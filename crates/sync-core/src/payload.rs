//! Closed set of message-level payloads.

use crate::encode::{Encode, SyncItem};
use crate::{Appointment, Contact, EntityType, MailMessage};
use serde::{Deserialize, Serialize};
use tag_sink::{Result, TagSink};

/// A message-level payload of any supported class.
///
/// In event files the class is given by a `type` field next to the
/// payload's own fields:
///
/// ```json
/// {"type": "email", "subject": "Hello", "read": true}
/// ```
#[derive(Debug, Clone, PartialEq, Serialize, Deserialize)]
#[serde(tag = "type")]
pub enum Payload {
    #[serde(rename = "email", alias = "mail")]
    Mail(MailMessage),
    #[serde(rename = "calendar")]
    Calendar(Appointment),
    #[serde(rename = "contacts", alias = "contact")]
    Contact(Contact),
}

impl Encode for Payload {
    fn encode(&self, sink: &mut dyn TagSink) -> Result<()> {
        match self {
            Self::Mail(mail) => mail.encode(sink),
            Self::Calendar(appointment) => appointment.encode(sink),
            Self::Contact(contact) => contact.encode(sink),
        }
    }
}

impl SyncItem for Payload {
    fn entity_type(&self) -> EntityType {
        match self {
            Self::Mail(mail) => mail.entity_type(),
            Self::Calendar(appointment) => appointment.entity_type(),
            Self::Contact(contact) => contact.entity_type(),
        }
    }
}

impl From<MailMessage> for Payload {
    fn from(mail: MailMessage) -> Self {
        Self::Mail(mail)
    }
}

impl From<Appointment> for Payload {
    fn from(appointment: Appointment) -> Self {
        Self::Calendar(appointment)
    }
}

impl From<Contact> for Payload {
    fn from(contact: Contact) -> Self {
        Self::Contact(contact)
    }
}

#[cfg(test)]
mod tests {
    use super::*;

    #[test]
    fn test_entity_type_follows_variant() {
        assert_eq!(Payload::from(MailMessage::default()).entity_type(), EntityType::Mail);
        assert_eq!(
            Payload::from(Appointment::default()).entity_type(),
            EntityType::Calendar
        );
        assert_eq!(Payload::from(Contact::default()).entity_type(), EntityType::Contact);
    }

    #[test]
    fn test_deserialize_tagged() {
        let payload: Payload =
            serde_json::from_str(r#"{"type": "email", "subject": "Hello", "read": true}"#)
                .unwrap();
        match payload {
            Payload::Mail(mail) => {
                assert_eq!(mail.subject.as_deref(), Some("Hello"));
                assert!(mail.read);
            }
            other => panic!("expected mail payload, got {other:?}"),
        }

        let payload: Payload =
            serde_json::from_str(r#"{"type": "contact", "first_name": "Jane"}"#).unwrap();
        assert_eq!(payload.entity_type(), EntityType::Contact);
    }

    #[test]
    fn test_unknown_type_is_rejected() {
        let result = serde_json::from_str::<Payload>(r#"{"type": "tasks"}"#);
        assert!(result.is_err());
    }
}
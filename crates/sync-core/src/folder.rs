//! Folder hierarchy entries.

use crate::encode::{Encode, SyncItem};
use crate::EntityType;
use serde::{Deserialize, Serialize};
use tag_sink::{Result, TagSink};
use wbxml_types::tags::folder_hierarchy;

/// Parent id of top-level folders.
pub const ROOT_PARENT_ID: &str = "0";

/// ActiveSync folder type.
#[derive(Debug, Clone, Copy, PartialEq, Eq, Hash, Default, Serialize, Deserialize)]
#[serde(rename_all = "snake_case")]
pub enum FolderType {
    Other,
    Inbox,
    Drafts,
    DeletedItems,
    SentItems,
    Outbox,
    Tasks,
    Calendar,
    Contacts,
    Notes,
    Journal,
    #[default]
    UserMail,
    UserCalendar,
    UserContacts,
    UserTasks,
    UserJournal,
    UserNotes,
    Unknown,
    RecipientCache,
}

impl FolderType {
    /// Numeric type as written in `FolderHierarchy:Type`.
    pub fn code(&self) -> u8 {
        match self {
            Self::Other => 1,
            Self::Inbox => 2,
            Self::Drafts => 3,
            Self::DeletedItems => 4,
            Self::SentItems => 5,
            Self::Outbox => 6,
            Self::Tasks => 7,
            Self::Calendar => 8,
            Self::Contacts => 9,
            Self::Notes => 10,
            Self::Journal => 11,
            Self::UserMail => 12,
            Self::UserCalendar => 13,
            Self::UserContacts => 14,
            Self::UserTasks => 15,
            Self::UserJournal => 16,
            Self::UserNotes => 17,
            Self::Unknown => 18,
            Self::RecipientCache => 19,
        }
    }
}

/// A folder as it appears in the device's hierarchy.
#[derive(Debug, Clone, PartialEq, Eq, Serialize, Deserialize)]
pub struct Folder {
    pub server_id: String,
    #[serde(default = "root_parent_id")]
    pub parent_id: String,
    pub display_name: String,
    #[serde(default, rename = "type")]
    pub folder_type: FolderType,
}

fn root_parent_id() -> String {
    ROOT_PARENT_ID.to_string()
}

impl Folder {
    pub fn new(
        server_id: impl Into<String>,
        parent_id: impl Into<String>,
        display_name: impl Into<String>,
        folder_type: FolderType,
    ) -> Self {
        Self {
            server_id: server_id.into(),
            parent_id: parent_id.into(),
            display_name: display_name.into(),
            folder_type,
        }
    }

    pub fn server_id(&self) -> &str {
        &self.server_id
    }
}

impl Encode for Folder {
    fn encode(&self, sink: &mut dyn TagSink) -> Result<()> {
        sink.element(folder_hierarchy::SERVER_ENTRY_ID, &self.server_id)?;
        sink.element(folder_hierarchy::PARENT_ID, &self.parent_id)?;
        sink.element(folder_hierarchy::DISPLAY_NAME, &self.display_name)?;
        sink.element(folder_hierarchy::TYPE, &self.folder_type.code().to_string())
    }
}

impl SyncItem for Folder {
    fn entity_type(&self) -> EntityType {
        EntityType::Folder
    }
}
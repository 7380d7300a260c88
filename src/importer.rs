//! ChangeImporter trait definition.
//!
//! The synchronization engine drives an importer with one call per
//! detected change, in the order the changes must appear on the wire.

use sync_core::{Folder, SyncItem};
use tag_sink::Result;

/// Receiver of detected changes.
///
/// Message-level operations return `Ok(false)` when the importer refuses
/// the change and `Ok(true)` otherwise. Errors only come from the sink the
/// importer writes to and are passed through untouched.
pub trait ChangeImporter {
    /// Hand the importer the sync state and flags of the request.
    fn configure(&mut self, state: Option<&str>, flags: u32) -> bool;

    /// Resumable state held by the importer, if any.
    fn get_state(&self) -> Option<String>;

    /// Load pending conflicts for a folder.
    fn load_conflicts(&mut self, folder_id: &str, state: Option<&str>) -> bool;

    /// A message was added (`is_new`) or modified.
    fn import_message_upsert(
        &mut self,
        id: &str,
        payload: &dyn SyncItem,
        is_new: bool,
    ) -> Result<bool>;

    /// A message was deleted.
    fn import_message_deletion(&mut self, id: &str) -> Result<bool>;

    /// The read flag of a mail message changed.
    fn import_message_read_flag(&mut self, id: &str, flag: bool) -> Result<bool>;

    /// A message moved to another folder.
    fn import_message_move(&mut self, id: &str, new_folder: &str) -> Result<bool>;

    /// A folder was added (`is_new`) or changed. Returns the folder's server id.
    fn import_folder_upsert(&mut self, folder: &Folder, is_new: bool) -> Result<String>;

    /// A folder was deleted.
    fn import_folder_deletion(&mut self, id: &str, parent: &str) -> Result<bool>;
}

**Task item**
For the entries above, count the lines that contain the string "class", and state that number without further comment.

**Response below**
2